Dabei überzeugten beide Bikes vom Stand weg mit souveränem Handling, viel Fahrkomfort und starken Allround-Fähigkeiten. Egal ob auf schnellen Schotter-Passagen oder technischeren Abschnitten: Das Diverge fühlte sich im Süden Sloweniens spürbar wohl. Der vielleicht eindrücklichste Unterschied des Alu-Modells im Vergleich zum mehr als doppelt so teuren Carbon-Diverge ist die Schalt-Performance von Srams mechanischer Apex-NX-Eagle-Kombi im Vergleich zur elektronischen Rival XPLR AXS. Wer einmal die Vorzüge des schnell und exakt schaltenden 13-fach-Systems genießen durfte, möchte kaum zurück zur 12-fach-Mechanik. Auch die Unterschiede des Future Shock 3.1 Dämpfers im Vergleich zur sanfter ansprechenden Hydraulik-Variante 3.2 sind spürbar, aber nicht elementar. Der deutliche Gewichtsnachteil des Alu-Diverge von insgesamt 1,6 Kilogramm indes lässt sich am Anstieg nicht verhehlen. Dank der deutlich breiter abgestuften Übersetzung des Eagle-Schaltwerks kann das günstige Modell diesen Malus aber zumindest ein Stück weit kaschieren.

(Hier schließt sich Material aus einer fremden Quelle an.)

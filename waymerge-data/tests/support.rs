// PBF datasets shared by the ingestion tests, stored as Base64 text under
// `tests/fixtures`. This file is also pulled into the unit tests with
// `include!`, so it carries no inner attributes or docs.

use base64::{Engine as _, engine::general_purpose};
use geo::{Coord, Rect};
use std::{fs, path::PathBuf};
use tempfile::{Builder, TempPath};

/// Nodes in a PBF block sit on a 100-nanodegree grid.
const GRID_STEP: f64 = 1.0e-7;

/// Encoded datasets available to the tests.
#[derive(Debug, Clone, Copy)]
pub enum Dataset {
    /// Five nodes, four ways and two relations around a small road junction.
    Junction,
    /// Bytes that are not a PBF stream.
    Invalid,
}

impl Dataset {
    const fn stem(self) -> &'static str {
        match self {
            Self::Junction => "junction",
            Self::Invalid => "invalid",
        }
    }
}

/// Directory containing the encoded datasets.
pub fn fixtures_dir() -> PathBuf {
    PathBuf::from(env!("CARGO_MANIFEST_DIR")).join("tests/fixtures")
}

/// Write `dataset` to a temporary `.osm.pbf` file removed on drop.
pub fn decode_fixture(dataset: Dataset) -> TempPath {
    let stem = dataset.stem();
    let encoded_path = fixtures_dir().join(format!("{stem}.osm.pbf.b64"));
    let encoded = fs::read_to_string(&encoded_path)
        .unwrap_or_else(|err| panic!("cannot read {encoded_path:?}: {err}"));
    let compact: String = encoded.split_ascii_whitespace().collect();
    let bytes = general_purpose::STANDARD
        .decode(compact)
        .unwrap_or_else(|err| panic!("{encoded_path:?} is not Base64: {err}"));

    let path = Builder::new()
        .prefix(stem)
        .suffix(".osm.pbf")
        .tempfile()
        .unwrap_or_else(|err| panic!("cannot stage {stem} dataset: {err}"))
        .into_temp_path();
    fs::write(&path, bytes).unwrap_or_else(|err| panic!("cannot write {stem} dataset: {err}"));
    path
}

/// Assert a decoded node location lands on `(x, y)` to within one grid step.
#[expect(
    clippy::float_arithmetic,
    reason = "grid distance between decoded and expected locations"
)]
pub fn assert_on_grid(actual: Coord<f64>, (x, y): (f64, f64)) {
    let offset = (actual.x - x).abs().max((actual.y - y).abs());
    assert!(
        offset <= GRID_STEP,
        "expected ({x}, {y}), decoded ({}, {}), off by {offset}",
        actual.x,
        actual.y
    );
}

/// Assert `bounds` spans from `min` to `max` on the node grid.
pub fn assert_bounds(bounds: Rect<f64>, min: (f64, f64), max: (f64, f64)) {
    assert_on_grid(bounds.min(), min);
    assert_on_grid(bounds.max(), max);
}
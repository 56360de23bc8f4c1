//! Endpoint adjacency for the merge walk.
//!
//! Each segment contributes two ends. A segment that closes on itself is
//! linked to itself. The other ends meeting at a location are paired two at a
//! time in input order, so only an odd last end at a branch point stays free.
//! Ends with a non-finite coordinate never meet anything.

use std::collections::HashMap;

use geo::Coord;
use log::debug;

use super::Segment;

/// Which end of a segment.
#[derive(Debug, Clone, Copy, PartialEq, Eq)]
pub(super) enum End {
    Start,
    Finish,
}

impl End {
    pub(super) const fn opposite(self) -> Self {
        match self {
            Self::Start => Self::Finish,
            Self::Finish => Self::Start,
        }
    }
}

/// One end of one segment in the arena.
#[derive(Debug, Clone, Copy, PartialEq, Eq)]
pub(super) struct EndRef {
    pub(super) segment: usize,
    pub(super) end: End,
}

const NEGATIVE_ZERO_BITS: u64 = 1 << 63;

/// Exact location key. `-0.0` and `0.0` hash alike so they meet.
#[derive(Debug, Clone, Copy, PartialEq, Eq, Hash)]
struct LocationKey {
    x: u64,
    y: u64,
}

impl LocationKey {
    /// `None` for NaN or infinite coordinates, which equal no other point.
    const fn new(coord: Coord<f64>) -> Option<Self> {
        if coord.x.is_finite() && coord.y.is_finite() {
            Some(Self {
                x: canonical_bits(coord.x),
                y: canonical_bits(coord.y),
            })
        } else {
            None
        }
    }
}

const fn canonical_bits(value: f64) -> u64 {
    let bits = value.to_bits();
    if bits == NEGATIVE_ZERO_BITS { 0 } else { bits }
}

#[derive(Debug, Clone, Copy, Default)]
struct Links {
    start: Option<EndRef>,
    finish: Option<EndRef>,
}

impl Links {
    const fn get(&self, end: End) -> Option<EndRef> {
        match end {
            End::Start => self.start,
            End::Finish => self.finish,
        }
    }

    const fn slot_mut(&mut self, end: End) -> &mut Option<EndRef> {
        match end {
            End::Start => &mut self.start,
            End::Finish => &mut self.finish,
        }
    }
}

/// Symmetric pairing of segment ends that share a location.
#[derive(Debug, Clone, Default)]
pub(super) struct EndpointIndex {
    links: Vec<Links>,
}

impl EndpointIndex {
    pub(super) fn build(segments: &[Segment<'_>]) -> Self {
        let mut index = Self {
            links: vec![Links::default(); segments.len()],
        };
        let mut by_location: HashMap<LocationKey, Vec<EndRef>> = HashMap::new();
        for (position, segment) in segments.iter().enumerate() {
            let start = LocationKey::new(segment.point(End::Start));
            let finish = LocationKey::new(segment.point(End::Finish));
            if start.is_some() && start == finish {
                index.pair(
                    EndRef {
                        segment: position,
                        end: End::Start,
                    },
                    EndRef {
                        segment: position,
                        end: End::Finish,
                    },
                );
                continue;
            }
            for (end, key) in [(End::Start, start), (End::Finish, finish)] {
                if let Some(key) = key {
                    by_location.entry(key).or_default().push(EndRef {
                        segment: position,
                        end,
                    });
                }
            }
        }

        for ends in by_location.values() {
            let pairs = ends.chunks_exact(2);
            if let [free] = pairs.remainder()
                && ends.len() > 2
                && let Some(segment) = segments.get(free.segment)
            {
                let at = segment.point(free.end);
                debug!(
                    "{} line ends meet at ({}, {}); the last one stays free",
                    ends.len(),
                    at.x,
                    at.y
                );
            }
            for pair in pairs {
                if let [one, other] = pair {
                    index.pair(*one, *other);
                }
            }
        }
        index
    }

    fn pair(&mut self, one: EndRef, other: EndRef) {
        if let Some(links) = self.links.get_mut(one.segment) {
            *links.slot_mut(one.end) = Some(other);
        }
        if let Some(links) = self.links.get_mut(other.segment) {
            *links.slot_mut(other.end) = Some(one);
        }
    }

    /// The end linked to `from`, if `from` sits on a merge point.
    pub(super) fn link(&self, from: EndRef) -> Option<EndRef> {
        self.links
            .get(from.segment)
            .and_then(|links| links.get(from.end))
    }

    pub(super) fn is_linked(&self, from: EndRef) -> bool {
        self.link(from).is_some()
    }
}

#[cfg(test)]
mod tests {
    use super::*;
    use rstest::rstest;

    #[rstest]
    fn negative_zero_shares_a_key_with_zero() {
        assert_eq!(
            LocationKey::new(Coord { x: -0.0, y: 1.0 }),
            LocationKey::new(Coord { x: 0.0, y: 1.0 })
        );
        assert_ne!(
            LocationKey::new(Coord { x: 1.0, y: 0.0 }),
            LocationKey::new(Coord { x: 0.0, y: 1.0 })
        );
    }

    #[rstest]
    #[case::nan_x(Coord { x: f64::NAN, y: 1.0 })]
    #[case::nan_y(Coord { x: 1.0, y: f64::NAN })]
    #[case::infinite(Coord { x: f64::INFINITY, y: 0.0 })]
    fn non_finite_locations_have_no_key(#[case] coord: Coord<f64>) {
        assert_eq!(LocationKey::new(coord), None);
    }

    #[rstest]
    fn opposite_ends_swap() {
        assert_eq!(End::Start.opposite(), End::Finish);
        assert_eq!(End::Finish.opposite(), End::Start);
    }
}
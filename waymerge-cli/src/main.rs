//! Entry point for the command-line interface.
#![forbid(unsafe_code)]

use env_logger::Env;

fn main() {
    env_logger::Builder::from_env(Env::default().default_filter_or("info")).init();
    if let Err(err) = waymerge_cli::run() {
        eprintln!("waymerge: {err}");
        std::process::exit(1);
    }
}
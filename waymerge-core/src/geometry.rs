//! The tagged geometry value shared by the builder, merge engine and
//! segmentizer.

use std::fmt;

use geo::{BoundingRect, Coord, LineString, MultiLineString, Point, Rect};

/// A geometry value in planar coordinates.
///
/// Exactly one variant is active. [`Geometry::Null`] stands for "no valid
/// geometry" (for example a way whose nodes could not be resolved) and is
/// propagated by the operations in this crate instead of raising an error.
///
/// Equality is structural and exact: two linestrings are equal only when they
/// hold the same points in the same order.
///
/// # Examples
/// ```
/// use geo::LineString;
/// use waymerge_core::Geometry;
///
/// let line = Geometry::from(LineString::from(vec![(1.0, 1.0), (2.0, 2.0)]));
/// assert!(line.is_linestring());
/// assert_eq!(line.to_string(), "LINESTRING(1 1,2 2)");
/// assert!(Geometry::default().is_null());
/// ```
#[derive(Debug, Clone, PartialEq, Default)]
#[cfg_attr(feature = "serde", derive(serde::Serialize, serde::Deserialize))]
pub enum Geometry {
    /// Absence of a valid geometry.
    #[default]
    Null,
    /// A single position.
    Point(Point<f64>),
    /// An ordered sequence of points.
    LineString(LineString<f64>),
    /// An ordered collection of linestrings.
    MultiLineString(MultiLineString<f64>),
}

impl Geometry {
    /// Returns `true` for [`Geometry::Null`].
    #[must_use]
    pub const fn is_null(&self) -> bool {
        matches!(self, Self::Null)
    }

    /// Returns `true` for [`Geometry::Point`].
    #[must_use]
    pub const fn is_point(&self) -> bool {
        matches!(self, Self::Point(_))
    }

    /// Returns `true` for [`Geometry::LineString`].
    #[must_use]
    pub const fn is_linestring(&self) -> bool {
        matches!(self, Self::LineString(_))
    }

    /// Returns `true` for [`Geometry::MultiLineString`].
    #[must_use]
    pub const fn is_multilinestring(&self) -> bool {
        matches!(self, Self::MultiLineString(_))
    }

    /// Borrow the point payload, if any.
    #[must_use]
    pub const fn as_point(&self) -> Option<&Point<f64>> {
        match self {
            Self::Point(point) => Some(point),
            Self::Null | Self::LineString(_) | Self::MultiLineString(_) => None,
        }
    }

    /// Borrow the linestring payload, if any.
    #[must_use]
    pub const fn as_linestring(&self) -> Option<&LineString<f64>> {
        match self {
            Self::LineString(line) => Some(line),
            Self::Null | Self::Point(_) | Self::MultiLineString(_) => None,
        }
    }

    /// Borrow the multilinestring payload, if any.
    #[must_use]
    pub const fn as_multilinestring(&self) -> Option<&MultiLineString<f64>> {
        match self {
            Self::MultiLineString(lines) => Some(lines),
            Self::Null | Self::Point(_) | Self::LineString(_) => None,
        }
    }

    /// Take the linestring payload, discarding every other variant.
    #[must_use]
    pub fn into_linestring(self) -> Option<LineString<f64>> {
        match self {
            Self::LineString(line) => Some(line),
            Self::Null | Self::Point(_) | Self::MultiLineString(_) => None,
        }
    }

    /// Axis-aligned bounding box of all coordinates.
    ///
    /// Returns `None` for [`Geometry::Null`] and for lines without points.
    #[must_use]
    pub fn bounds(&self) -> Option<Rect<f64>> {
        match self {
            Self::Null => None,
            Self::Point(point) => Some(point.bounding_rect()),
            Self::LineString(line) => line.bounding_rect(),
            Self::MultiLineString(lines) => lines.bounding_rect(),
        }
    }
}

impl From<Point<f64>> for Geometry {
    fn from(point: Point<f64>) -> Self {
        Self::Point(point)
    }
}

impl From<LineString<f64>> for Geometry {
    fn from(line: LineString<f64>) -> Self {
        Self::LineString(line)
    }
}

impl From<MultiLineString<f64>> for Geometry {
    fn from(lines: MultiLineString<f64>) -> Self {
        Self::MultiLineString(lines)
    }
}

/// Renders the geometry as well-known text.
impl fmt::Display for Geometry {
    fn fmt(&self, f: &mut fmt::Formatter<'_>) -> fmt::Result {
        match self {
            Self::Null => f.write_str("GEOMETRYCOLLECTION EMPTY"),
            Self::Point(point) => write!(f, "POINT({} {})", point.x(), point.y()),
            Self::LineString(line) if line.0.is_empty() => f.write_str("LINESTRING EMPTY"),
            Self::LineString(line) => {
                f.write_str("LINESTRING")?;
                write_coords(f, &line.0)
            }
            Self::MultiLineString(lines) if lines.0.is_empty() => {
                f.write_str("MULTILINESTRING EMPTY")
            }
            Self::MultiLineString(lines) => {
                f.write_str("MULTILINESTRING(")?;
                for (index, line) in lines.iter().enumerate() {
                    if index > 0 {
                        f.write_str(",")?;
                    }
                    write_coords(f, &line.0)?;
                }
                f.write_str(")")
            }
        }
    }
}

fn write_coords(f: &mut fmt::Formatter<'_>, coords: &[Coord<f64>]) -> fmt::Result {
    f.write_str("(")?;
    for (index, coord) in coords.iter().enumerate() {
        if index > 0 {
            f.write_str(",")?;
        }
        write!(f, "{} {}", coord.x, coord.y)?;
    }
    f.write_str(")")
}
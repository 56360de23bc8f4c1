//! Geometry construction and line merging for OpenStreetMap ways.
//!
//! Responsibilities:
//! - Model geometry values as a closed tagged union ([`Geometry`]).
//! - Build linestrings and multilinestrings from ways whose node references
//!   have been resolved to coordinates ([`create_linestring`],
//!   [`create_multilinestring`]).
//! - Fuse way-derived parts into maximal polylines and rings
//!   ([`line_merge`]).
//! - Split lines into bounded-length pieces ([`segmentize`]).
//!
//! Boundaries:
//! - No I/O. Parsing OSM files lives in `waymerge-data`.
//! - Coordinates are planar; reprojection is the caller's concern.
//!
//! Invariants:
//! - Every operation is a pure function of its input and allocates a fresh
//!   output. Inputs are never mutated, so independent values can be processed
//!   on any number of threads without locking.
//! - Degenerate topology is represented as [`Geometry::Null`], never as an
//!   error. Errors are reserved for caller contract violations.
//!
//! # Examples
//!
//! ```
//! use geo::Coord;
//! use waymerge_core::{NodeRef, Way, WayBuffer, create_multilinestring, line_merge};
//!
//! let buffer: WayBuffer = [
//!     Way::new(20, vec![
//!         NodeRef::resolved(10, Coord { x: 1.0, y: 1.0 }),
//!         NodeRef::resolved(11, Coord { x: 2.0, y: 1.0 }),
//!     ]),
//!     Way::new(21, vec![
//!         NodeRef::resolved(11, Coord { x: 2.0, y: 1.0 }),
//!         NodeRef::resolved(12, Coord { x: 2.0, y: 2.0 }),
//!     ]),
//! ]
//! .into_iter()
//! .collect();
//!
//! let parts = create_multilinestring(&buffer);
//! let merged = line_merge(parts.as_multilinestring().expect("multilinestring"));
//! assert_eq!(waymerge_core::num_geometries(&merged), 1);
//! ```

#![forbid(unsafe_code)]
#![cfg_attr(docsrs, feature(doc_cfg))]

mod builder;
mod error;
mod geometry;
mod merge;
mod query;
mod segmentize;

#[doc(hidden)]
pub mod test_support;

pub use builder::{NodeRef, Way, WayBuffer, create_linestring, create_multilinestring, create_point};
pub use error::GeometryError;
pub use geometry::Geometry;
pub use merge::line_merge;
pub use query::{area, centroid, geometry_type, num_geometries};
pub use segmentize::{MAX_PIECES_PER_SPAN, segmentize};
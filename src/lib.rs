//! Facade crate for the waymerge line-merging toolkit.
//!
//! This crate re-exports the geometry model and operations from
//! `waymerge-core` and, behind the default `ingest` feature, the OSM PBF
//! reader and batch pipeline from `waymerge-data`.

#![forbid(unsafe_code)]

pub use waymerge_core::{
    Geometry, GeometryError, MAX_PIECES_PER_SPAN, NodeRef, Way, WayBuffer, area, centroid,
    create_linestring, create_multilinestring, create_point, geometry_type, line_merge,
    num_geometries, segmentize,
};

#[cfg(feature = "ingest")]
pub use waymerge_data::{
    Batch, BatchMode, IngestOptions, LineFeature, LinePipeline, OsmIngestError, OsmIngestSummary,
    OsmWayReport, PipelineError, PipelineOptions, RelationWays, ingest_osm_pbf, pool_size,
};
//! Errors raised when a geometry operation is called outside its contract.
//!
//! Malformed input data never lands here: a way that cannot form a line is
//! represented as [`Geometry::Null`](crate::Geometry::Null).

use thiserror::Error;

/// Caller contract violations reported by geometry operations.
#[derive(Debug, Clone, Copy, PartialEq, Error)]
pub enum GeometryError {
    /// The maximum segment length was zero, negative or not finite.
    #[error("maximum segment length must be a positive finite number, got {max_length}")]
    InvalidMaxLength {
        /// Value supplied by the caller.
        max_length: f64,
    },
    /// A span is too long, or not finite, to split under the given limit
    /// without exceeding [`MAX_PIECES_PER_SPAN`](crate::MAX_PIECES_PER_SPAN)
    /// pieces.
    #[error("span of length {length} cannot be split into pieces of at most {max_length}")]
    SpanTooLong {
        /// Length of the offending span.
        length: f64,
        /// Limit the span was split against.
        max_length: f64,
    },
    /// The operation does not accept this geometry variant.
    #[error("{operation} does not support {geometry_type} geometries")]
    UnsupportedGeometry {
        /// Name of the rejected operation.
        operation: &'static str,
        /// Type name of the offending geometry, as returned by
        /// [`geometry_type`](crate::geometry_type).
        geometry_type: &'static str,
    },
}
//! Internal accumulator for OpenStreetMap (OSM) PBF way ingestion.
//!
//! The parallel first pass records element counts, selected ways and
//! selected relations. Later sequential passes capture relation member ways
//! the first pass skipped and resolve node references to coordinates.
use std::collections::{HashMap, HashSet};

use geo::Coord;
use osmpbf::{Element, RelMemberType};
use waymerge_core::{NodeRef, Way, WayBuffer};

use super::tags::{has_selected_key, has_selected_type};
use super::{IngestOptions, OsmIngestSummary, OsmWayReport, RelationWays, validated_coord};

#[derive(Debug, Default)]
pub(super) struct OsmWayAccumulator {
    summary: OsmIngestSummary,
    selected_ways: HashSet<i64>,
    way_refs: HashMap<i64, Vec<i64>>,
    relations: Vec<RelationCandidate>,
    nodes: HashMap<i64, Coord<f64>>,
    pending_nodes: HashSet<i64>,
}

#[derive(Debug)]
struct RelationCandidate {
    id: i64,
    way_members: Vec<i64>,
}

impl OsmWayAccumulator {
    pub(super) fn process_element(&mut self, element: Element<'_>, options: &IngestOptions) {
        match element {
            Element::Node(node) => self.summary.record_node(node.lon(), node.lat()),
            Element::DenseNode(node) => self.summary.record_node(node.lon(), node.lat()),
            Element::Way(way) => self.process_way(way.id(), way.tags(), way.refs(), options),
            Element::Relation(relation) => {
                let way_members = relation
                    .members()
                    .filter(|member| matches!(member.member_type, RelMemberType::Way))
                    .map(|member| member.member_id);
                self.process_relation(relation.id(), relation.tags(), way_members, options);
            }
        }
    }

    fn process_way<'a, T, R>(&mut self, id: i64, tags: T, refs: R, options: &IngestOptions)
    where
        T: IntoIterator<Item = (&'a str, &'a str)>,
        R: IntoIterator<Item = i64>,
    {
        self.summary.record_way();
        if !has_selected_key(tags, &options.way_keys) {
            return;
        }
        self.selected_ways.insert(id);
        self.way_refs.insert(id, refs.into_iter().collect());
    }

    fn process_relation<'a, T, M>(&mut self, id: i64, tags: T, way_members: M, options: &IngestOptions)
    where
        T: IntoIterator<Item = (&'a str, &'a str)>,
        M: IntoIterator<Item = i64>,
    {
        self.summary.record_relation();
        if !has_selected_type(tags, &options.relation_types) {
            return;
        }
        self.relations.push(RelationCandidate {
            id,
            way_members: way_members.into_iter().collect(),
        });
    }

    pub(super) fn combine(mut self, other: Self) -> Self {
        self.summary = self.summary.combine(other.summary);
        self.selected_ways.extend(other.selected_ways);
        for (id, refs) in other.way_refs {
            self.way_refs.entry(id).or_insert(refs);
        }
        self.relations.extend(other.relations);
        self
    }

    pub(super) const fn summary(&self) -> &OsmIngestSummary {
        &self.summary
    }

    /// Relation member ways the first pass did not capture.
    pub(super) fn missing_member_ways(&self) -> HashSet<i64> {
        self.relations
            .iter()
            .flat_map(|relation| relation.way_members.iter().copied())
            .filter(|id| !self.way_refs.contains_key(id))
            .collect()
    }

    pub(super) fn capture_way<R>(&mut self, id: i64, refs: R)
    where
        R: IntoIterator<Item = i64>,
    {
        self.way_refs
            .entry(id)
            .or_insert_with(|| refs.into_iter().collect());
    }

    /// Mark every node referenced by a captured way as pending.
    ///
    /// Returns whether any node needs resolving.
    pub(super) fn collect_pending_nodes(&mut self) -> bool {
        self.pending_nodes = self
            .way_refs
            .values()
            .flatten()
            .copied()
            .filter(|id| !self.nodes.contains_key(id))
            .collect();
        !self.pending_nodes.is_empty()
    }

    pub(super) fn resolve_node(&mut self, id: i64, lon: f64, lat: f64) {
        if !self.pending_nodes.remove(&id) {
            return;
        }
        if let Some(location) = validated_coord(lon, lat) {
            self.nodes.insert(id, location);
        }
    }

    pub(super) fn into_report(self) -> OsmWayReport {
        let Self {
            summary,
            selected_ways,
            way_refs,
            mut relations,
            nodes,
            ..
        } = self;

        let build_way = |id: i64| {
            way_refs.get(&id).map(|refs| {
                let node_refs = refs
                    .iter()
                    .map(|node_id| NodeRef {
                        id: *node_id,
                        location: nodes.get(node_id).copied(),
                    })
                    .collect();
                Way::new(id, node_refs)
            })
        };

        let mut selected: Vec<i64> = selected_ways.into_iter().collect();
        selected.sort_unstable();
        let ways: WayBuffer = selected.into_iter().filter_map(build_way).collect();

        relations.sort_by_key(|relation| relation.id);
        let relations = relations
            .into_iter()
            .map(|relation| RelationWays {
                id: relation.id,
                members: relation
                    .way_members
                    .iter()
                    .filter_map(|id| build_way(*id))
                    .collect(),
            })
            .collect();

        OsmWayReport {
            summary,
            ways,
            relations,
        }
    }
}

Flott unterwegs: In der Ebene und bergab macht das etwas schwerere Alu-Diverge eine gute Figur.
Egal ob Carbon oder Alu: Insgesamt machen beide Varianten des neuen Specialized Diverge richtig viel Spaß. Und sie zeigen, dass Specialized durch ein Preisfenster von 2299 bis 9999 Euro für beinahe jeden Anspruch das passende Diverge im Portfolio hat.